04/22 2026
501
Editor: Liu Zhicheng
Reviewer: Xu Xu
Is the Arrival of Apple's AI Glasses Imminent?
International news sources have disclosed that Apple has finalized the design of its AI glasses, with an anticipated launch date set for 2027.
Apple's venture into AI glasses comes as no surprise, given its hardware business has consistently adhered to an 'end-to-end fully closed-loop' strategy.
Having already made strides in the VR market, it's only logical for Apple to expand into the AI glasses sector.
However, Apple is entering a market that was already becoming increasingly crowded.
Statistics indicate that by 2025, over 40 AI glasses products will have been launched in the domestic market. Moreover, data from the Tianyancha APP reveals that more than 10,000 companies related to AI glasses have been established in the past year alone.

As the sector intensifies and more competitors join, an all-out competition across the AI glasses industry appears inevitable.
AI Glasses: A 'Flagship Product' or a 'Complementary Product'?
Apple's entry signals one thing: the industrial chain has reached maturity.
In the hardware arena, Apple does not engage in battles unprepared. Apple was not the pioneer in smartwatches, yet the Apple Watch revolutionized the category. Similarly, Apple was not the first in VR, but its VR experience is now industry-leading.
This is not solely due to Apple's technological prowess but, more importantly, because Apple excels at integrating mature supply chain technologies to create groundbreaking products.
Now, it's the turn of AI glasses.
With tech giants continuously entering the fray, the AI glasses industry is poised for rapid differentiation. After a brief growth phase, the industry will soon enter an era of low-margin competition.

An all-out competition across the industry may already be underway.
During this competitive phase, AI glasses products have two core survival strategies:
One is the 'flagship product' strategy.
Ali's Qianwen AI glasses, Xiaodu AI glasses, Thunderbird, and Rokid all adhere to the 'flagship product' strategy.
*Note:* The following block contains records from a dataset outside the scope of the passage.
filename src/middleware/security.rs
// SPDX-License-Identifier: MIT
// Copyright 2026 Roland Dreier <roland@rolandd.dev>

//! Security headers middleware.

use axum::{extract::Request, http::HeaderValue, middleware::Next, response::Response};

/// Headers added to every response. Balances and attempt state must never
/// be served from an intermediate cache.
const SECURITY_HEADERS: &[(&str, &str)] = &[
    ("X-Content-Type-Options", "nosniff"),
    ("X-Frame-Options", "DENY"),
    ("Cache-Control", "no-store"),
    ("Content-Security-Policy", "default-src 'none'; frame-ancestors 'none'"),
    ("Referrer-Policy", "no-referrer"),
];

pub async fn add_security_headers(req: Request, next: Next) -> Response {
    let mut response = next.run(req).await;
    let headers = response.headers_mut();
    for (name, value) in SECURITY_HEADERS {
        headers.insert(*name, HeaderValue::from_static(*value));
    }
    response
}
A key aspect of this strategy is volume.
For Ali and Xiaodu, achieving volume is essential to support various entry-point functions.
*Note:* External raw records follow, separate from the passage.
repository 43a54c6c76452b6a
// SPDX-License-Identifier: MIT
// Copyright 2026 Roland Dreier <roland@rolandd.dev>

//! Middleware modules (authentication, security, etc.).

pub mod auth;
pub mod security;

pub use auth::require_auth;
Qianwen AI glasses aim to integrate capabilities such as payment, search, and AI-powered e-commerce consumption into the glasses, providing Ali with an entry-point insurance in the AI era.
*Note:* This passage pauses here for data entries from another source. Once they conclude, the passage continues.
// SPDX-License-Identifier: MIT
// Copyright 2026 Roland Dreier <roland@rolandd.dev>

//! Points ledger backend API client.
//!
//! Handles:
//! - Balance and offer catalog reads
//! - Redemption (non-idempotent, never retried here)
//! - Store receipt verification (entitlement reconciliation)

use crate::models::{PointsBalance, RedemptionOffer, StoreReceipt};
use anyhow::Context;
use async_trait::async_trait;
use serde::{Deserialize, Serialize};
use std::time::Duration;

/// Raw failure talking to the ledger backend.
///
/// Converted into [`crate::error::AppError`] by [`crate::services::PointsLedger`]
/// and the purchase orchestrator; never shown to the user as-is.
#[derive(Debug, Clone, thiserror::Error)]
pub enum LedgerError {
    #[error("transport error: {0}")]
    Transport(String),

    #[error("backend returned {status}: {message}")]
    Rejected {
        status: u16,
        code: Option<String>,
        message: String,
    },

    #[error("unexpected response: {0}")]
    Decode(String),
}

impl LedgerError {
    /// Failures worth retrying on the read/verify side.
    pub fn is_transient(&self) -> bool {
        match self {
            LedgerError::Transport(_) => true,
            LedgerError::Rejected { status, .. } => *status == 429 || *status >= 500,
            LedgerError::Decode(_) => false,
        }
    }
}

/// Redeem response body. `code` classifies rejections when present.
#[derive(Debug, Clone, PartialEq, Eq, Serialize, Deserialize)]
pub struct RedeemResponse {
    pub success: bool,
    #[serde(default)]
    pub message: String,
    #[serde(default)]
    pub code: Option<String>,
}

#[derive(Debug, Clone, Copy, PartialEq, Eq, Serialize, Deserialize)]
pub struct VerifyReceiptResponse {
    pub entitlement_granted: bool,
}

/// Backend ledger and reconciliation endpoints.
#[async_trait]
pub trait LedgerApi: Send + Sync {
    async fn get_balance(&self, user_id: &str) -> Result<PointsBalance, LedgerError>;

    async fn list_offers(&self) -> Result<Vec<RedemptionOffer>, LedgerError>;

    async fn redeem(&self, user_id: &str, offer_id: &str) -> Result<RedeemResponse, LedgerError>;

    async fn verify_receipt(
        &self,
        user_id: &str,
        receipt: &StoreReceipt,
    ) -> Result<VerifyReceiptResponse, LedgerError>;
}

/// HTTP implementation of [`LedgerApi`].
#[derive(Clone)]
pub struct LedgerClient {
    http: reqwest::Client,
    base_url: String,
}

#[derive(Serialize)]
struct RedeemBody<'a> {
    offer_id: &'a str,
}

#[derive(Serialize)]
struct VerifyBody<'a> {
    user_id: &'a str,
    receipt: &'a StoreReceipt,
}

/// Error body shape the backend uses for non-2xx responses.
#[derive(Deserialize)]
struct ErrorBody {
    #[serde(default, alias = "error")]
    code: Option<String>,
    #[serde(default, alias = "details")]
    message: Option<String>,
}

impl LedgerClient {
    pub fn new(base_url: impl Into<String>, timeout: Duration) -> anyhow::Result<Self> {
        let http = reqwest::Client::builder()
            .timeout(timeout)
            .build()
            .context("failed building ledger HTTP client")?;

        Ok(Self {
            http,
            base_url: base_url.into().trim_end_matches('/').to_string(),
        })
    }

    /// Check response status and parse JSON body.
    async fn check_response_json<T: for<'de> Deserialize<'de>>(
        &self,
        response: reqwest::Response,
    ) -> Result<T, LedgerError> {
        let status = response.status();
        if !status.is_success() {
            let body = response.text().await.unwrap_or_default();
            let parsed = serde_json::from_str::<ErrorBody>(&body).ok();
            let (code, message) = match parsed {
                Some(ErrorBody { code, message }) => (code, message.unwrap_or(body)),
                None => (None, body),
            };

            if status.as_u16() == 429 {
                tracing::warn!("Ledger backend rate limit hit (429)");
            }

            return Err(LedgerError::Rejected {
                status: status.as_u16(),
                code,
                message,
            });
        }

        response
            .json()
            .await
            .map_err(|e| LedgerError::Decode(e.to_string()))
    }
}

fn transport(e: reqwest::Error) -> LedgerError {
    LedgerError::Transport(e.to_string())
}

#[async_trait]
impl LedgerApi for LedgerClient {
    async fn get_balance(&self, user_id: &str) -> Result<PointsBalance, LedgerError> {
        let url = format!(
            "{}/users/{}/balance",
            self.base_url,
            urlencoding::encode(user_id)
        );
        let response = self.http.get(&url).send().await.map_err(transport)?;
        self.check_response_json(response).await
    }

    async fn list_offers(&self) -> Result<Vec<RedemptionOffer>, LedgerError> {
        let url = format!("{}/offers", self.base_url);
        let response = self.http.get(&url).send().await.map_err(transport)?;
        self.check_response_json(response).await
    }

    async fn redeem(&self, user_id: &str, offer_id: &str) -> Result<RedeemResponse, LedgerError> {
        let url = format!(
            "{}/users/{}/redeem",
            self.base_url,
            urlencoding::encode(user_id)
        );
        let response = self
            .http
            .post(&url)
            .json(&RedeemBody { offer_id })
            .send()
            .await
            .map_err(transport)?;
        self.check_response_json(response).await
    }

    async fn verify_receipt(
        &self,
        user_id: &str,
        receipt: &StoreReceipt,
    ) -> Result<VerifyReceiptResponse, LedgerError> {
        let url = format!("{}/receipts/verify", self.base_url);
        let response = self
            .http
            .post(&url)
            .json(&VerifyBody { user_id, receipt })
            .send()
            .await
            .map_err(transport)?;
        self.check_response_json(response).await
    }
}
Therefore, the product focus of Qianwen AI glasses is not on extreme hardware parameters but on how to accommodate as much large model capability and service access capability as possible.
Qianwen AI glasses S1 is designed with this logic in mind. Thus, Qianwen AI glasses can access Ali's payment scenarios, e-commerce consumption on Taobao and Tmall, and ride-hailing services from Gaode.
In simple terms, hardware serves as the entry point, while the main focus remains on the ecosystem and services within the large corporation's framework.
Similarly adhering to the 'flagship product' strategy, Thunderbird and Rokid take a different approach. Unlike Ali and Xiaodu, Thunderbird and Rokid treat AI smart glasses as mobile phones.
Therefore, Rokid has incorporated binocular waveguides AR display into its product, with models that can be freely switched and support real-time translation in 89 languages, maximizing functionality.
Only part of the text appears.